This content was originally published on the Malnutrition Deeply website. It was also featured on the Kaiser Family Foundation website.
Obesity and overweight have reached staggering levels, with increasing numbers of both children and adults who are overweight and obese globally. Many countries are experiencing overweight alongside other forms of malnutrition, with 52 countries facing both overweight and anemia, and 29 countries suffering from the “triple burden of malnutrition” – overweight, anemia and stunting.
The global conversation addressing overweight and obesity has recently centered on country-level enforcement of sugar taxes. This is driven by anticipated declines in obesity in countries with existing sugar taxes, such as in Mexico. Norway has recently gone even further, with a high sugar tax of 83 percent to keep obesity rates low. New taxes for countries such as the United Kingdom and South Africa are now on the horizon. A recent global analysis highlighting that overweight and obesity affects nearly half of urban women between the ages of 15 and 49 years in sub-Saharan African countries is particularly worrying.
Sugar consumption not only affects whole families and societies, but is particularly damaging for young children. Foods high in sugar can end up replacing nutritious foods and disrupting exclusive breastfeeding in the first six months of life. Through USAID’s flagship Maternal and Child Survival Program (MCSP), we found that up to one-third of infants and children under 2 years of age are fed sugary foods, primarily in sub-Saharan African countries. This feeding problem is emerging in countries with moderate to high levels of child stunting and rising child overweight. In several countries, including Malawi, Nigeria and Zambia, the prevalence of child overweight is greater than 7 percent, which is the global target set by the World Health Organization (WHO).
Why is this an issue?
There are many reasons families often choose to consume unhealthy foods. Convenience, ease of preparation, perceptions of the status and nutritional value of these foods, and limitations on mothers’ time to prepare nutritious foods are the drivers of food choice for families. Urbanization and economic growth have shaped the food system, including the availability and proximity of junk foods to homes and schools via kiosks and small stores. Exports of junk food, totaling $150 billion (27 percent of world food exports), are believed to contribute to the increase in caloric and fat intakes in several countries, including India, Brazil and China. Marketing targeted at young children plays a pivotal role in stimulating the consumption of junk foods, since traditional nutritious diets can be viewed as outdated and low-status, as found in recent implementation research with mothers and families in Egypt, who valued junk foods as optimal first foods.

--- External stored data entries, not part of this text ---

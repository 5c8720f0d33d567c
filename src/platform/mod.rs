//! Host capabilities the widget depends on
//!
//! The widget talks to the outside world only through these traits, so hosts can
//! plug in a desktop clipboard, a browser bridge or a test double.

#[cfg(feature = "system-clipboard")]
mod clipboard;
mod download;
mod launcher;
mod notify;

#[cfg(feature = "system-clipboard")]
#[cfg_attr(docsrs, doc(cfg(feature = "system-clipboard")))]
pub use clipboard::SystemClipboard;
pub use download::FileDownloader;
pub use launcher::SystemLauncher;
pub use notify::ConsoleNotifier;

use crate::error::Result;
use async_trait::async_trait;
use bytes::Bytes;
use serde::{Deserialize, Serialize};
use std::fmt;
use std::sync::Arc;

/// Text clipboard
#[async_trait]
pub trait Clipboard: Send + Sync {
    /// Replace the clipboard contents with `text`
    async fn write_text(&self, text: &str) -> Result<()>;
}

/// File save / download
#[async_trait]
pub trait Downloader: Send + Sync {
    /// Offer `bytes` to the user under `filename`
    async fn download(&self, bytes: Bytes, filename: &str) -> Result<()>;
}

/// Opens links in the user's browser
#[async_trait]
pub trait Launcher: Send + Sync {
    /// Open `target`
    async fn open(&self, target: &str) -> Result<()>;
}

/// Toast notifications. Both calls are fire-and-forget.
pub trait Notifier: Send + Sync {
    /// Show a success toast
    fn success(&self, message: &str, options: &ToastOptions);
    /// Show an error toast
    fn error(&self, message: &str, options: &ToastOptions);
}

/// Bundle of capabilities handed to the widget
#[derive(Clone)]
pub struct Platform {
    /// Clipboard used by the copy actions
    pub clipboard: Arc<dyn Clipboard>,
    /// Receives the exported PNG
    pub downloader: Arc<dyn Downloader>,
    /// Opens the encoded link
    pub launcher: Arc<dyn Launcher>,
    /// User-facing notifications
    pub notifier: Arc<dyn Notifier>,
}

impl fmt::Debug for Platform {
    fn fmt(&self, f: &mut fmt::Formatter<'_>) -> fmt::Result {
        f.debug_struct("Platform").finish_non_exhaustive()
    }
}

/// Screen corner or edge where toasts appear
#[derive(Debug, Clone, Copy, Serialize, Deserialize, PartialEq, Eq, Default)]
#[serde(rename_all = "kebab-case")]
pub enum ToastPosition {
    /// Top left corner
    TopLeft,
    /// Top right corner
    #[default]
    TopRight,
    /// Centred at the top
    TopCenter,
    /// Bottom left corner
    BottomLeft,
    /// Bottom right corner
    BottomRight,
    /// Centred at the bottom
    BottomCenter,
}

impl ToastPosition {
    /// Parse a kebab-case position name (case-insensitive)
    pub fn parse(value: &str) -> Option<Self> {
        match value.trim().to_ascii_lowercase().as_str() {
            "top-left" => Some(Self::TopLeft),
            "top-right" => Some(Self::TopRight),
            "top-center" => Some(Self::TopCenter),
            "bottom-left" => Some(Self::BottomLeft),
            "bottom-right" => Some(Self::BottomRight),
            "bottom-center" => Some(Self::BottomCenter),
            _ => None,
        }
    }

    /// Kebab-case name
    pub fn as_str(&self) -> &'static str {
        match self {
            Self::TopLeft => "top-left",
            Self::TopRight => "top-right",
            Self::TopCenter => "top-center",
            Self::BottomLeft => "bottom-left",
            Self::BottomRight => "bottom-right",
            Self::BottomCenter => "bottom-center",
        }
    }
}

/// Presentation options passed along with every toast
#[derive(Debug, Clone, Serialize, Deserialize, PartialEq, Eq)]
#[serde(default)]
pub struct ToastOptions {
    /// Where the toast appears
    pub position: ToastPosition,
    /// How long the toast stays visible, in milliseconds
    pub auto_close_ms: u64,
}

impl Default for ToastOptions {
    fn default() -> Self {
        Self {
            position: ToastPosition::default(),
            auto_close_ms: 3000,
        }
    }
}
//! QR code generation and read-back
//!
//! The widget never encodes QR codes itself. It hands a [`GenerationConfig`] to a
//! [`QrRenderer`] and expects a `data:` URI back. [`StyledEncoder`] is the built-in
//! renderer; [`QrDecoder`] reads the text back from a rendered image.

pub mod data_uri;
mod decoder;
mod encoder;

pub use decoder::QrDecoder;
pub use encoder::StyledEncoder;

use crate::error::Result;
use async_trait::async_trait;
use image::DynamicImage;
use serde::{Deserialize, Serialize};
use std::path::PathBuf;

/// Edge length of the generated image in pixels
pub const DEFAULT_SIZE: u32 = 256;
/// Colour of dark modules
pub const DEFAULT_COLOR_DARK: &str = "#000";
/// Colour of light modules and the logo backing
pub const DEFAULT_COLOR_LIGHT: &str = "#fff";
/// Logo edge length as a fraction of the image size
pub const DEFAULT_LOGO_SCALE: f32 = 0.3;
/// Corner rounding of the whole image in pixels
pub const DEFAULT_BORDER_RADIUS: u32 = 10;
/// Corner rounding of the logo in pixels
pub const DEFAULT_LOGO_RADIUS: u32 = 10;
/// Logo bundled with the application assets
pub const DEFAULT_LOGO_PATH: &str = "assets/logo.png";

/// Fixed styling applied to every generated code
#[derive(Debug, Clone, PartialEq, Serialize, Deserialize)]
#[serde(default)]
pub struct QrStyle {
    /// Output edge length in pixels
    pub size: u32,
    /// CSS colour of dark modules
    pub color_dark: String,
    /// CSS colour of light modules
    pub color_light: String,
    /// Logo drawn in the centre of the code
    pub logo_image: Option<PathBuf>,
    /// Logo edge length relative to `size`
    pub logo_scale: f32,
    /// Outer corner radius in pixels
    pub border_radius: u32,
    /// Logo corner radius in pixels
    pub logo_radius: u32,
}

impl Default for QrStyle {
    fn default() -> Self {
        Self {
            size: DEFAULT_SIZE,
            color_dark: DEFAULT_COLOR_DARK.to_string(),
            color_light: DEFAULT_COLOR_LIGHT.to_string(),
            logo_image: Some(PathBuf::from(DEFAULT_LOGO_PATH)),
            logo_scale: DEFAULT_LOGO_SCALE,
            border_radius: DEFAULT_BORDER_RADIUS,
            logo_radius: DEFAULT_LOGO_RADIUS,
        }
    }
}

/// A single request to the QR renderer
#[derive(Debug, Clone, PartialEq, Serialize, Deserialize)]
pub struct GenerationConfig {
    /// Content to encode
    pub text: String,
    /// Output edge length in pixels
    pub size: u32,
    /// CSS colour of dark modules
    pub color_dark: String,
    /// CSS colour of light modules
    pub color_light: String,
    /// Optional logo overlay
    pub logo_image: Option<PathBuf>,
    /// Logo edge length relative to `size`
    pub logo_scale: f32,
    /// Outer corner radius in pixels
    pub border_radius: u32,
    /// Logo corner radius in pixels
    pub logo_radius: u32,
}

impl GenerationConfig {
    /// Build a request for `text` using the given style
    pub fn new(text: impl Into<String>, style: &QrStyle) -> Self {
        Self {
            text: text.into(),
            size: style.size,
            color_dark: style.color_dark.clone(),
            color_light: style.color_light.clone(),
            logo_image: style.logo_image.clone(),
            logo_scale: style.logo_scale,
            border_radius: style.border_radius,
            logo_radius: style.logo_radius,
        }
    }
}

/// What a renderer hands back
#[derive(Debug, Clone)]
pub enum Drawing {
    /// A `data:` URI containing the encoded image
    DataUri(String),
    /// A decoded image. The widget only accepts data URIs and treats this as a failure.
    Image(DynamicImage),
}

impl Drawing {
    /// Short name of the variant for diagnostics
    pub fn kind(&self) -> &'static str {
        match self {
            Drawing::DataUri(_) => "data URI",
            Drawing::Image(_) => "raw image",
        }
    }
}

/// The QR-encoding service used by the widget
#[async_trait]
pub trait QrRenderer: Send + Sync {
    /// Produce an image for the requested text and style
    async fn draw(&self, config: &GenerationConfig) -> Result<Drawing>;
}
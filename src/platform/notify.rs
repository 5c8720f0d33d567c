//! Terminal notifications

use crate::platform::{Notifier, ToastOptions};
use std::fmt;
use std::io::{self, Write};
use std::sync::Mutex;

/// Prints toasts to stderr and mirrors them into tracing
///
/// Toasts never touch stdout, which stays reserved for command output such as
/// the `--json` status.
pub struct ConsoleNotifier {
    out: Mutex<Box<dyn Write + Send>>,
}

impl ConsoleNotifier {
    /// Create a notifier that writes to stderr
    pub fn new() -> Self {
        Self::with_writer(io::stderr())
    }

    /// Create a notifier that writes toasts to `out`
    pub fn with_writer(out: impl Write + Send + 'static) -> Self {
        Self {
            out: Mutex::new(Box::new(out)),
        }
    }

    fn print(&self, mark: char, message: &str) {
        let mut out = match self.out.lock() {
            Ok(out) => out,
            Err(poisoned) => poisoned.into_inner(),
        };
        if let Err(err) = writeln!(out, "{mark} {message}").and_then(|()| out.flush()) {
            tracing::debug!(error = %err, "Failed to print toast");
        }
    }
}

impl Default for ConsoleNotifier {
    fn default() -> Self {
        Self::new()
    }
}

impl fmt::Debug for ConsoleNotifier {
    fn fmt(&self, f: &mut fmt::Formatter<'_>) -> fmt::Result {
        f.debug_struct("ConsoleNotifier").finish_non_exhaustive()
    }
}

impl Notifier for ConsoleNotifier {
    fn success(&self, message: &str, options: &ToastOptions) {
        tracing::info!(target: "qrshare::toast", position = options.position.as_str(), "{message}");
        self.print('✓', message);
    }

    fn error(&self, message: &str, options: &ToastOptions) {
        tracing::warn!(target: "qrshare::toast", position = options.position.as_str(), "{message}");
        self.print('✗', message);
    }
}
//! The QR share widget
//!
//! A [`QrWidget`] renders `value` as a QR code onto its own [`RenderSurface`] and
//! exposes the actions a user can take on it: download the image, copy the link,
//! copy the edit code and open the link.
//!
//! Generation starts on [`QrWidget::mount`] and runs in the background. Every mount
//! issues a fresh liveness token. Work that finishes after the widget was unmounted
//! or remounted finds its token revoked and is dropped without touching the surface.

use crate::config::{Messages, QrShareConfig};
use crate::error::{Error, Result};
use crate::platform::{Platform, ToastOptions};
use crate::qr::{Drawing, GenerationConfig, QrDecoder, QrRenderer, QrStyle, data_uri};
use crate::surface::RenderSurface;
use image::RgbaImage;
use serde::{Deserialize, Serialize};
use std::sync::atomic::{AtomicBool, Ordering};
use std::sync::{Arc, Mutex, MutexGuard, PoisonError};
use tokio::sync::watch;
use tracing::{Instrument, debug, error, info, info_span, warn};
use uuid::Uuid;

/// File name offered for the exported PNG
pub const DOWNLOAD_FILENAME: &str = "qr-code.png";

/// Data supplied by the owner of the widget
#[derive(Debug, Clone, Default, PartialEq, Eq, Serialize, Deserialize)]
pub struct WidgetInput {
    /// Link or other content to encode
    pub value: String,
    /// Opaque token that authorises edits of the shared resource
    pub edit_code: String,
}

impl WidgetInput {
    /// Create an input from a link and its edit code
    pub fn new(value: impl Into<String>, edit_code: impl Into<String>) -> Self {
        Self {
            value: value.into(),
            edit_code: edit_code.into(),
        }
    }
}

/// Lifecycle of the widget's QR image
#[derive(Debug, Clone, Copy, PartialEq, Eq, Serialize, Deserialize)]
#[serde(rename_all = "snake_case")]
pub enum WidgetState {
    /// No surface exists
    Unmounted,
    /// Encoding or image loading is in flight
    Generating,
    /// The QR image is on the surface
    Rendered,
    /// Generation failed; the surface was left untouched
    GenerationFailed,
}

/// Result of a user action
#[derive(Debug, Clone, Copy, PartialEq, Eq, Serialize, Deserialize)]
#[serde(rename_all = "snake_case")]
pub enum ActionOutcome {
    /// The action went through
    Done,
    /// Nothing to act on; the platform was not called
    Missing,
    /// The platform rejected the action
    Failed,
}

/// Presentation and behaviour knobs
#[derive(Debug, Clone, Default)]
pub struct WidgetOptions {
    /// QR styling constants
    pub style: QrStyle,
    /// Passed with every toast
    pub toast: ToastOptions,
    /// Toast and label texts
    pub messages: Messages,
    /// Notify instead of silently ignoring an empty edit code
    pub notify_missing_edit_code: bool,
}

impl From<&QrShareConfig> for WidgetOptions {
    fn from(config: &QrShareConfig) -> Self {
        Self {
            style: config.style.clone(),
            toast: config.toast.clone(),
            messages: config.messages.clone(),
            notify_missing_edit_code: config.behaviour.notify_missing_edit_code,
        }
    }
}

/// Snapshot of the widget for display or JSON output
#[derive(Debug, Clone, PartialEq, Eq, Serialize)]
pub struct WidgetStatus {
    /// Current lifecycle state
    pub state: WidgetState,
    /// Encoded link
    pub link: String,
    /// Edit code or its placeholder
    pub edit_code_label: String,
    /// Whether the surface has nothing drawn on it
    pub blank: bool,
}

#[derive(Debug, Clone)]
struct MountToken {
    id: Uuid,
    live: Arc<AtomicBool>,
}

impl MountToken {
    fn new() -> Self {
        Self {
            id: Uuid::new_v4(),
            live: Arc::new(AtomicBool::new(true)),
        }
    }

    fn is_live(&self) -> bool {
        self.live.load(Ordering::Acquire)
    }

    fn revoke(&self) {
        self.live.store(false, Ordering::Release);
    }
}

struct Mount {
    token: MountToken,
    surface: RenderSurface,
}

struct Shared {
    input: WidgetInput,
    options: WidgetOptions,
    renderer: Arc<dyn QrRenderer>,
    platform: Platform,
    mount: Mutex<Option<Mount>>,
    state: watch::Sender<WidgetState>,
}

impl Shared {
    fn lock_mount(&self) -> MutexGuard<'_, Option<Mount>> {
        self.mount.lock().unwrap_or_else(PoisonError::into_inner)
    }

    /// Run `apply` against the surface if `token` still owns the widget.
    fn apply(
        &self,
        token: &MountToken,
        apply: impl FnOnce(&mut RenderSurface) -> WidgetState,
    ) -> bool {
        let mut slot = self.lock_mount();
        match slot.as_mut() {
            Some(mount) if mount.token.id == token.id && token.is_live() => {
                let state = apply(&mut mount.surface);
                self.state.send_replace(state);
                true
            }
            _ => {
                debug!("Discarding result of a stale generation");
                false
            }
        }
    }

    fn fail(&self, token: &MountToken) {
        self.apply(token, |_| WidgetState::GenerationFailed);
    }

    fn notify_success(&self, message: &str) {
        self.platform.notifier.success(message, &self.options.toast);
    }

    fn notify_error(&self, message: &str) {
        self.platform.notifier.error(message, &self.options.toast);
    }
}

/// Headless QR share widget
///
/// Cloning yields another handle to the same widget.
#[derive(Clone)]
pub struct QrWidget {
    shared: Arc<Shared>,
}

impl QrWidget {
    /// Create an unmounted widget
    pub fn new(
        input: WidgetInput,
        renderer: Arc<dyn QrRenderer>,
        platform: Platform,
        options: WidgetOptions,
    ) -> Self {
        let (state, _) = watch::channel(WidgetState::Unmounted);
        Self {
            shared: Arc::new(Shared {
                input,
                options,
                renderer,
                platform,
                mount: Mutex::new(None),
                state,
            }),
        }
    }

    /// The data this widget was created with
    pub fn input(&self) -> &WidgetInput {
        &self.shared.input
    }

    /// Current lifecycle state
    pub fn state(&self) -> WidgetState {
        *self.shared.state.borrow()
    }

    /// Subscribe to lifecycle changes
    pub fn subscribe(&self) -> watch::Receiver<WidgetState> {
        self.shared.state.subscribe()
    }

    /// Wait until no generation is in flight and return the resulting state
    pub async fn settled(&self) -> WidgetState {
        let mut rx = self.subscribe();
        match rx
            .wait_for(|state| *state != WidgetState::Generating)
            .await
        {
            Ok(state) => *state,
            Err(_) => self.state(),
        }
    }

    /// Create the surface and start generating the QR image.
    ///
    /// Must be called from within a Tokio runtime.
    pub fn mount(&self) -> Result<()> {
        let mut slot = self.shared.lock_mount();
        if slot.is_some() {
            return Err(Error::AlreadyMounted);
        }

        let token = MountToken::new();
        *slot = Some(Mount {
            token: token.clone(),
            surface: RenderSurface::default(),
        });
        self.shared.state.send_replace(WidgetState::Generating);
        drop(slot);

        info!(mount_id = %token.id, "Widget mounted");
        let span = info_span!("generate", mount_id = %token.id);
        tokio::spawn(generate(Arc::clone(&self.shared), token).instrument(span));
        Ok(())
    }

    /// Destroy the surface. In-flight generation is discarded when it completes.
    pub fn unmount(&self) {
        let mut slot = self.shared.lock_mount();
        if let Some(mount) = slot.take() {
            mount.token.revoke();
            self.shared.state.send_replace(WidgetState::Unmounted);
            info!(mount_id = %mount.token.id, "Widget unmounted");
        }
    }

    /// Unmount if needed, then mount again with a fresh surface
    pub fn remount(&self) -> Result<()> {
        self.unmount();
        self.mount()
    }

    /// Copy of the current surface pixels, if mounted
    pub fn snapshot(&self) -> Option<RgbaImage> {
        self.shared
            .lock_mount()
            .as_ref()
            .map(|mount| mount.surface.pixels().clone())
    }

    /// Read the encoded text back from the surface
    pub fn scan_surface(&self) -> Result<String> {
        let pixels = self.snapshot().ok_or(Error::NotMounted)?;
        QrDecoder::new().decode_rgba(&pixels)
    }

    /// Export the surface as PNG and hand it to the downloader as `qr-code.png`.
    ///
    /// A surface without a QR image exports as a blank image.
    pub async fn download(&self) -> Result<()> {
        let png = {
            let slot = self.shared.lock_mount();
            let mount = slot.as_ref().ok_or(Error::NotMounted)?;
            mount.surface.to_png()?
        };

        self.shared
            .platform
            .downloader
            .download(png, DOWNLOAD_FILENAME)
            .await
            .inspect_err(|err| error!(error = %err, "QR code download failed"))
    }

    /// Copy the link to the clipboard
    pub async fn copy_link(&self) -> ActionOutcome {
        let shared = &self.shared;
        let messages = &shared.options.messages;
        if shared.input.value.is_empty() {
            shared.notify_error(&messages.link_missing);
            return ActionOutcome::Missing;
        }

        self.copy(
            &shared.input.value,
            "link",
            &messages.link_copied,
            &messages.link_copy_failed,
        )
        .await
    }

    /// Copy the edit code to the clipboard.
    ///
    /// An empty edit code is ignored without a toast unless
    /// [`WidgetOptions::notify_missing_edit_code`] is set.
    pub async fn copy_edit_code(&self) -> ActionOutcome {
        let shared = &self.shared;
        let messages = &shared.options.messages;
        if shared.input.edit_code.is_empty() {
            if shared.options.notify_missing_edit_code {
                shared.notify_error(&messages.edit_code_missing);
            } else {
                debug!("No edit code to copy");
            }
            return ActionOutcome::Missing;
        }

        self.copy(
            &shared.input.edit_code,
            "edit code",
            &messages.edit_code_copied,
            &messages.edit_code_copy_failed,
        )
        .await
    }

    /// Open the link with the platform launcher
    pub async fn open_link(&self) -> ActionOutcome {
        let shared = &self.shared;
        if shared.input.value.is_empty() {
            shared.notify_error(&shared.options.messages.link_missing);
            return ActionOutcome::Missing;
        }

        match shared.platform.launcher.open(&shared.input.value).await {
            Ok(()) => ActionOutcome::Done,
            Err(err) => {
                error!(error = %err, "Failed to open link");
                shared.notify_error(&shared.options.messages.link_open_failed);
                ActionOutcome::Failed
            }
        }
    }

    /// Edit code, or the placeholder when none was received
    pub fn edit_code_label(&self) -> &str {
        let input = &self.shared.input;
        if input.edit_code.is_empty() {
            &self.shared.options.messages.edit_code_placeholder
        } else {
            &input.edit_code
        }
    }

    /// Summarise the widget
    pub fn status(&self) -> WidgetStatus {
        let blank = self
            .shared
            .lock_mount()
            .as_ref()
            .is_none_or(|mount| mount.surface.is_blank());
        WidgetStatus {
            state: self.state(),
            link: self.shared.input.value.clone(),
            edit_code_label: self.edit_code_label().to_string(),
            blank,
        }
    }

    async fn copy(&self, text: &str, what: &str, success: &str, failure: &str) -> ActionOutcome {
        match self.shared.platform.clipboard.write_text(text).await {
            Ok(()) => {
                debug!(what, "Copied to clipboard");
                self.shared.notify_success(success);
                ActionOutcome::Done
            }
            Err(err) => {
                error!(what, error = %err, "Clipboard write failed");
                self.shared.notify_error(failure);
                ActionOutcome::Failed
            }
        }
    }
}

impl std::fmt::Debug for QrWidget {
    fn fmt(&self, f: &mut std::fmt::Formatter<'_>) -> std::fmt::Result {
        f.debug_struct("QrWidget")
            .field("input", &self.shared.input)
            .field("state", &self.state())
            .finish_non_exhaustive()
    }
}

async fn generate(shared: Arc<Shared>, token: MountToken) {
    let config = GenerationConfig::new(shared.input.value.as_str(), &shared.options.style);
    debug!(size = config.size, text_len = config.text.len(), "Requesting QR drawing");

    let uri = match shared.renderer.draw(&config).await {
        Ok(Drawing::DataUri(uri)) => uri,
        Ok(other) => {
            let err = Error::UnexpectedDrawing(other.kind());
            error!(error = %err, "QR code generation failed");
            shared.fail(&token);
            return;
        }
        Err(err) => {
            error!(error = %err, "QR code generation failed");
            shared.fail(&token);
            return;
        }
    };

    if !token.is_live() {
        debug!("Widget unmounted during generation, skipping image load");
        return;
    }

    // Image loading completes on its own schedule.
    tokio::spawn(load_and_draw(shared, token, uri).in_current_span());
}

async fn load_and_draw(shared: Arc<Shared>, token: MountToken, uri: String) {
    let image = match tokio::task::spawn_blocking(move || data_uri::load_image(&uri)).await {
        Ok(Ok(image)) => image,
        Ok(Err(err)) => {
            error!(error = %err, "Failed to load generated QR image");
            shared.fail(&token);
            return;
        }
        Err(err) => {
            error!(error = %err, "Image load task failed");
            shared.fail(&token);
            return;
        }
    };

    let drawn = shared.apply(&token, |surface| {
        surface.clear();
        surface.draw_fitted(&image);
        WidgetState::Rendered
    });
    if drawn {
        info!(width = image.width(), height = image.height(), "QR code rendered");
    } else {
        warn!("QR image loaded after the widget was torn down");
    }
}
//! Where command lines come from.

use rustyline::DefaultEditor;
use rustyline::error::ReadlineError;
use std::io::{BufRead, Write};

/// A source of input lines for the interactive loop.
pub trait LineSource {
    /// Show `prompt` and read one line.
    ///
    /// Returns `Ok(None)` once the input is exhausted.
    fn read_line(&mut self, prompt: &str) -> anyhow::Result<Option<String>>;
}

/// Terminal input through rustyline, with line editing and in-memory history.
pub struct EditorSource {
    editor: DefaultEditor,
    history: bool,
}

impl EditorSource {
    pub fn new(history: bool) -> rustyline::Result<Self> {
        Ok(Self {
            editor: DefaultEditor::new()?,
            history,
        })
    }
}

impl LineSource for EditorSource {
    fn read_line(&mut self, prompt: &str) -> anyhow::Result<Option<String>> {
        match self.editor.readline(prompt) {
            Ok(line) => {
                if self.history && !line.trim().is_empty() {
                    self.editor.add_history_entry(line.as_str())?;
                }
                Ok(Some(line))
            }
            // Ctrl-C drops the current line and prompts again.
            Err(ReadlineError::Interrupted) => Ok(Some(String::new())),
            Err(ReadlineError::Eof) => Ok(None),
            Err(err) => Err(err.into()),
        }
    }
}

/// Plain line-by-line input, used when stdin is not a terminal.
///
/// The prompt is written to `prompt_out` and flushed before every read. Input
/// that is not valid UTF-8 is decoded lossily.
pub struct PlainSource<R, W> {
    input: R,
    prompt_out: W,
}

impl<R: BufRead, W: Write> PlainSource<R, W> {
    pub fn new(input: R, prompt_out: W) -> Self {
        Self { input, prompt_out }
    }
}

impl<R: BufRead, W: Write> LineSource for PlainSource<R, W> {
    fn read_line(&mut self, prompt: &str) -> anyhow::Result<Option<String>> {
        self.prompt_out.write_all(prompt.as_bytes())?;
        self.prompt_out.flush()?;

        let mut buf = Vec::new();
        if self.input.read_until(b'\n', &mut buf)? == 0 {
            return Ok(None);
        }
        Ok(Some(String::from_utf8_lossy(&buf).into_owned()))
    }
}

#[cfg(test)]
mod tests {
    use super::*;
    use std::io::Cursor;

    #[test]
    fn plain_source_prompts_before_each_line() {
        let mut prompts = Vec::new();
        let mut source = PlainSource::new(Cursor::new("cwd\nlist /tmp"), &mut prompts);

        assert_eq!(source.read_line("> ").unwrap().as_deref(), Some("cwd\n"));
        assert_eq!(source.read_line("> ").unwrap().as_deref(), Some("list /tmp"));
        assert_eq!(source.read_line("> ").unwrap(), None);
        drop(source);

        assert_eq!(prompts, b"> > > ");
    }

    #[test]
    fn plain_source_keeps_empty_lines_apart_from_eof() {
        let mut source = PlainSource::new(Cursor::new("\n"), Vec::new());
        assert_eq!(source.read_line("").unwrap().as_deref(), Some("\n"));
        assert_eq!(source.read_line("").unwrap(), None);
    }

    #[test]
    fn plain_source_replaces_invalid_utf8() {
        let mut source = PlainSource::new(Cursor::new(b"list \xff\n".to_vec()), Vec::new());
        assert_eq!(
            source.read_line("").unwrap().as_deref(),
            Some("list \u{fffd}\n")
        );
    }
}
use std::sync::{Mutex, MutexGuard, OnceLock};

/// Serialises tests that read or change the process working directory.
pub(crate) fn lock_current_dir() -> MutexGuard<'static, ()> {
    static MUTEX: OnceLock<Mutex<()>> = OnceLock::new();
    MUTEX
        .get_or_init(|| Mutex::new(()))
        .lock()
        .unwrap_or_else(|poisoned| poisoned.into_inner())
}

In light of these findings, there is an identified need to address overweight and obesity through existing health and food systems. This resonates with a recent article that my coauthors and I published in Public Health Nutrition, which explored entry points for overnutrition, overweight and obesity within the context of undernutrition programming.
So what can be done in addition to taxes on sugar to curb the tide of overweight and obesity among young children?
First, healthcare providers and families need to understand healthy versus unhealthy weight gain and learn to monitor excessive or rapid weight gain both for children and for women during pregnancy. Families should be advised that junk foods are detrimental to the growth of children and the entire family’s health and well-being, and providers should be trained to provide nutrition counseling for families as part of routine visits to health centers during prenatal care or during child visits.
Second, supportive environments are needed to talk to mothers and their families about reducing or eliminating the introduction of junk foods and sweetened beverages, and providing alternatives that are local, affordable and available. Families need to understand the health consequences of these foods on child health, growth and development, as well as the mother’s health during pregnancy and lactation.
Third, with regards to the food system, appropriate food labeling, such as mandatory front-of-package labels and a “nutrition seal” obtained with compliance to nutritional standards (as is happening in Mexico) is needed, as is regulation of the television marketing of food and sweetened beverages to children early in life.
Finally, regulation of breastmilk substitutes, per the WHO International Code of Marketing of Breastmilk Substitutes, and regulations on the marketing of inappropriate complementary foods, including junk foods, to infants and young children require full enforcement and monitoring at a country level.
MCSP is addressing this by updating infant and young child feeding materials and Social Behavioral Change Communication (SBCC) approaches. These include counseling families on alternatives to sugary and high-fat foods for young children, including available, affordable and local foods such as fruit or orange-fleshed sweet potatoes, and cooking demonstrations featuring nutritious local recipes and snacks.
A key gap remains in the rollout of comprehensive, integrated programs and policies which address all forms of malnutrition, including overweight and obesity, within existing health and undernutrition programming. Such efforts require planning integrated programming from the outset with ministries of health and other partners both at national and subnational levels.